September 12, 2011 by davidslonim

“I do about two temperas a year and only about twenty watercolors are good enough to let out.” 

-(Andrew Wyeth:  An Interview, The Art of Andrew Wyeth, Fine Arts Museum of San Francisco,1973.)

Andrew Wyeth, "Woodchopper Study", watercolor, 1964

Thank God for Wyeth’s honesty.   He was a master not only because he painted great art, but because he was wise enough to not show the other stuff.  He edited his body of work.

I’m learning that the best way to produce a body of top-quality work is to produce a lot of work and then select the best of the bunch. Nobody needs to see the rest.  A mature artist knows that most of what he or she paints is prep work for the good stuff.

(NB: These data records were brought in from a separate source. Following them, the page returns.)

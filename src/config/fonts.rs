use printpdf::BuiltinFont;

/// One handwriting font preset. Cosmetic only: presets never influence how
/// text is wrapped, only how a worksheet is drawn.
#[derive(Debug, Clone)]
pub struct FontSpec {
    pub name: &'static str,
    /// Text size on paper, in points (presets were authored at a 12pt em).
    pub size_pt: f32,
    /// Row advance as a multiple of `size_pt`.
    pub line_height: f32,
    /// Points shaved off the advance between a text row and its rule rows,
    /// pulling the first rule up under the written line.
    pub tighten_pt: f32,
    /// Stand-in face for PDF output; the PDF builtins need no embedding.
    pub builtin: BuiltinFont,
}

pub const FONTS: [FontSpec; 4] = [
    FontSpec {
        name: "HomemadeApple",
        size_pt: 18.0,
        line_height: 1.8,
        tighten_pt: 11.25,
        builtin: BuiltinFont::TimesItalic,
    },
    FontSpec {
        name: "Dawning_of_a_New_Day",
        size_pt: 24.0,
        line_height: 1.1,
        tighten_pt: 4.5,
        builtin: BuiltinFont::HelveticaOblique,
    },
    FontSpec {
        name: "AlexBrush",
        size_pt: 24.0,
        line_height: 1.1,
        tighten_pt: 7.5,
        builtin: BuiltinFont::TimesItalic,
    },
    FontSpec {
        name: "Rochester",
        size_pt: 24.0,
        line_height: 1.05,
        tighten_pt: 2.25,
        builtin: BuiltinFont::TimesRoman,
    },
];

impl FontSpec {
    pub fn by_name(name: &str) -> Option<&'static FontSpec> {
        FONTS.iter().find(|f| f.name == name)
    }

    /// Preset used when a configured name matches nothing.
    pub fn fallback() -> &'static FontSpec {
        &FONTS[0]
    }

    /// Row advance in points for one worksheet row.
    pub fn advance_pt(&self) -> f32 {
        self.size_pt * self.line_height
    }
}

So if only 10-20% of what I produce is good enough to release to the market, that’s not a problem.    It’s part of the creative process.

Thanks for the encouragement, Mr. Wyeth.


Posted in A Work In Progress Blog, Creative process, Quotes | 2 Comments »

MAGIC

August 3, 2011 by davidslonim

“No tears in the writer, no tears in the reader.  No surprise for the writer, no surprise for the reader.”

- Robert Frost

I love the moment a piece of art or a story starts breathing.   This is the payoff in the creative process for all the trying and failing, all the anxiety, the doubt, the fear, the mountain of sketches and endless revisions.   The individual parts suddenly begin talking to each other.   One area of color to another, one story event to another…What had been a cobbled-together patchwork  becomes a unified harmony.    There was a general plan, but this was not foreseen.   Weeks and months of digging — finally the gold.   The art is now telling you where it’s going, what it wants to be.    Now we’re flying. 

Magic.

Treasure is always buried.

KEEP DIGGING...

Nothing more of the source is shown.